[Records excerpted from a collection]
use crate::bridge::{DEFAULT_PORT, RemoteEndpoint, SenderConfig};
use crate::domain::LogCategory;
use clap::{Parser, ValueEnum};
use serde::{Deserialize, Serialize};
use std::path::{Path, PathBuf};
use std::time::Duration;
use thiserror::Error;

#[derive(Error, Debug)]
pub enum ConfigError {
    #[error("Invalid configuration: {0}")]
    InvalidConfig(String),
    #[error("File error: {0}")]
    FileError(#[from] std::io::Error),
    #[error("Parse error: {0}")]
    ParseError(#[from] toml::de::Error),
}

#[derive(Debug, Clone, Copy, PartialEq, Eq, ValueEnum, Serialize, Deserialize)]
#[serde(rename_all = "lowercase")]
pub enum LogLevel {
    Error,
    Warn,
    Info,
    Debug,
    Trace,
}

impl From<LogLevel> for tracing::Level {
    fn from(level: LogLevel) -> Self {
        match level {
            LogLevel::Error => tracing::Level::ERROR,
            LogLevel::Warn => tracing::Level::WARN,
            LogLevel::Info => tracing::Level::INFO,
            LogLevel::Debug => tracing::Level::DEBUG,
            LogLevel::Trace => tracing::Level::TRACE,
        }
    }
}

/// Output format of the bridge's own diagnostics.
#[derive(Debug, Clone, Copy, PartialEq, Eq, Default, ValueEnum, Serialize, Deserialize)]
#[serde(rename_all = "lowercase")]
pub enum LogFormat {
    Json,
    #[default]
    Text,
}

#[derive(Parser, Debug, Clone, Serialize, Deserialize)]
#[command(author, version, about = "Receives bridged log entries, prints and relays them", long_about = None)]
pub struct Config {
    /// Port the receiver listens on
    #[arg(long, env = "BRIDGE_PORT", default_value_t = DEFAULT_PORT)]
    pub port: u16,

    /// Relay received entries to host:port (repeatable or comma separated)
    #[arg(long = "relay", env = "BRIDGE_RELAY", value_delimiter = ',')]
    pub relays: Vec<String>,

    /// Least severe category that is still printed
    #[arg(long, env = "BRIDGE_MIN_CATEGORY", default_value = "trace")]
    pub min_category: LogCategory,

    /// Log level of the bridge's own diagnostics
    #[arg(long, env = "LOG_LEVEL", default_value = "info")]
    pub log_level: LogLevel,

    /// Diagnostics format (json or text)
    #[arg(long, env = "RUST_LOG_FORMAT", default_value = "text")]
    pub log_format: LogFormat,

    /// Relay request timeout in seconds
    #[arg(long, env = "REQUEST_TIMEOUT_SECS", default_value = "30")]
    pub request_timeout_secs: u64,

    /// Maximum concurrent relay requests
    #[arg(long, env = "MAX_IN_FLIGHT", default_value = "256")]
    pub max_in_flight: usize,

    /// TOML file whose values replace the flags above
    #[serde(skip)]
    #[arg(long, env = "CONFIG_FILE")]
    pub config_file: Option<PathBuf>,
}

impl Default for Config {
    fn default() -> Self {
        Self {
            port: DEFAULT_PORT,
            relays: Vec::new(),
            min_category: LogCategory::Trace,
            log_level: LogLevel::Info,
            log_format: LogFormat::Text,
            request_timeout_secs: 30,
            max_in_flight: 256,
            config_file: None,
        }
    }
}

/// Keys a config file may set. Absent keys leave the current value alone.
#[derive(Debug, Default, Deserialize)]
#[serde(deny_unknown_fields)]
struct FileOverrides {
    port: Option<u16>,
    relays: Option<Vec<String>>,
    min_category: Option<LogCategory>,
    log_level: Option<LogLevel>,
    log_format: Option<LogFormat>,
    request_timeout_secs: Option<u64>,
    max_in_flight: Option<usize>,
}

impl Config {
    /// Parses flags and environment, then applies `--config-file` if given.
    pub fn from_args<I, T>(args: I) -> Result<Self, ConfigError>
    where
        I: IntoIterator<Item = T>,
        T: Into<std::ffi::OsString> + Clone,
    {
        Config::try_parse_from(args)
            .map_err(|e| ConfigError::InvalidConfig(e.to_string()))?
            .finish()
    }

    /// Like [`from_args`](Self::from_args) on the process arguments, but
    /// lets clap print help, version and usage errors and exit.
    pub fn load() -> Result<Self, ConfigError> {
        Config::parse().finish()
    }

    fn finish(mut self) -> Result<Self, ConfigError> {
        if let Some(path) = self.config_file.clone() {
            self.merge_file(&path)?;
        }

        self.validate()?;
        Ok(self)
    }

    /// Defaults overridden by the file at `path`.
    pub fn from_file<P: AsRef<Path>>(path: P) -> Result<Self, ConfigError> {
        let mut config = Config::default();
        config.merge_file(path.as_ref())?;
        config.validate()?;
        Ok(config)
    }

    fn merge_file(&mut self, path: &Path) -> Result<(), ConfigError> {
        let content = std::fs::read_to_string(path)?;
        let file: FileOverrides = toml::from_str(&content)?;

        if let Some(port) = file.port {
            self.port = port;
        }
        if let Some(relays) = file.relays {
            self.relays = relays;
        }
        if let Some(min_category) = file.min_category {
            self.min_category = min_category;
        }
        if let Some(log_level) = file.log_level {
            self.log_level = log_level;
        }
        if let Some(log_format) = file.log_format {
            self.log_format = log_format;
        }
        if let Some(secs) = file.request_timeout_secs {
            self.request_timeout_secs = secs;
        }
        if let Some(max) = file.max_in_flight {
            self.max_in_flight = max;
        }
        self.config_file = Some(path.to_path_buf());
        Ok(())
    }

    pub fn validate(&self) -> Result<(), ConfigError> {
        validate_port(self.port)?;

        if self.request_timeout_secs == 0 {
            return Err(ConfigError::InvalidConfig(
                "Request timeout must be greater than 0".to_string(),
            ));
        }

        if self.max_in_flight == 0 {
            return Err(ConfigError::InvalidConfig(
                "Max in-flight requests must be greater than 0".to_string(),
            ));
        }

        self.relay_endpoints()?;
        Ok(())
    }

    pub fn relay_endpoints(&self) -> Result<Vec<RemoteEndpoint>, ConfigError> {
        self.relays
            .iter()
            .filter(|relay| !relay.trim().is_empty())
            .map(|relay| {
                relay.parse::<RemoteEndpoint>().map_err(|e| {
                    ConfigError::InvalidConfig(format!("Invalid relay '{relay}': {e}"))
                })
            })
            .collect()
    }

    pub fn sender_config(&self) -> SenderConfig {
        SenderConfig {
            request_timeout: Duration::from_secs(self.request_timeout_secs),
            max_in_flight: self.max_in_flight,
            ..SenderConfig::default()
        }
    }
}

fn validate_port(port: u16) -> Result<u16, ConfigError> {
    if port == 0 {
        return Err(ConfigError::InvalidConfig(
            "Port must be between 1 and 65535".to_string(),
        ));
    }
    Ok(port)
}

#[cfg(test)]
mod tests {
    use super::*;
    use serial_test::serial;
    use std::io::Write;
    use tempfile::NamedTempFile;

    fn config_file(content: &str) -> NamedTempFile {
        let mut file = NamedTempFile::new().unwrap();
        file.write_all(content.as_bytes()).unwrap();
        file
    }

    #[test]
    fn test_validate_port() {
        assert!(validate_port(0).is_err());
        assert_eq!(validate_port(1).unwrap(), 1);
        assert_eq!(validate_port(5979).unwrap(), 5979);
        assert_eq!(validate_port(65535).unwrap(), 65535);
    }

    #[test]
    #[serial]
    fn test_defaults_from_empty_args() {
        let config = Config::from_args(["rask-log-bridge"]).unwrap();
        assert_eq!(config.port, 5979);
        assert!(config.relays.is_empty());
        assert_eq!(config.min_category, LogCategory::Trace);
        assert_eq!(config.log_format, LogFormat::Text);
        assert_eq!(config.max_in_flight, 256);
    }

    #[test]
    #[serial]
    fn test_relays_accept_repeats_and_commas() {
        let config = Config::from_args([
            "rask-log-bridge",
            "--relay",
            "a.local:7000,b.local",
            "--relay",
            "[::1]:7001",
        ])
        .unwrap();

        let endpoints = config.relay_endpoints().unwrap();
        let rendered: Vec<String> = endpoints.iter().map(ToString::to_string).collect();
        assert_eq!(rendered, vec!["a.local:7000", "b.local:5979", "::1:7001"]);
    }

    #[test]
    #[serial]
    fn test_invalid_values_are_rejected() {
        assert!(Config::from_args(["rask-log-bridge", "--port", "0"]).is_err());
        assert!(Config::from_args(["rask-log-bridge", "--relay", "host:0"]).is_err());
        assert!(Config::from_args(["rask-log-bridge", "--max-in-flight", "0"]).is_err());
        assert!(Config::from_args(["rask-log-bridge", "--min-category", "loud"]).is_err());
    }

    #[test]
    #[serial]
    fn test_file_values_replace_flags() {
        let file = config_file(
            r#"
port = 6100
relays = ["collector.local:6200"]
min_category = "warning"
log_format = "json"
"#,
        );
        let path = file.path().to_str().unwrap();

        let config = Config::from_args([
            "rask-log-bridge",
            "--port",
            "6000",
            "--max-in-flight",
            "32",
            "--config-file",
            path,
        ])
        .unwrap();

        assert_eq!(config.port, 6100);
        assert_eq!(config.relays, vec!["collector.local:6200".to_string()]);
        assert_eq!(config.min_category, LogCategory::Warning);
        assert_eq!(config.log_format, LogFormat::Json);
        // Not in the file, so the flag survives
        assert_eq!(config.max_in_flight, 32);
    }

    #[test]
    fn test_from_file_rejects_unknown_keys() {
        let file = config_file("prot = 6100\n");
        assert!(matches!(
            Config::from_file(file.path()),
            Err(ConfigError::ParseError(_))
        ));
    }

    #[test]
    fn test_missing_file_is_a_file_error() {
        assert!(matches!(
            Config::from_file("/nonexistent/rask-log-bridge.toml"),
            Err(ConfigError::FileError(_))
        ));
    }

    #[test]
    fn test_sender_config_carries_limits() {
        let config = Config {
            request_timeout_secs: 5,
            max_in_flight: 8,
            ..Config::default()
        };
        let sender = config.sender_config();
        assert_eq!(sender.request_timeout, Duration::from_secs(5));
        assert_eq!(sender.max_in_flight, 8);
    }
}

Aim of the exercise: Only the number is needed: please work out how many lines in the data contain the string "local".

Task response: 4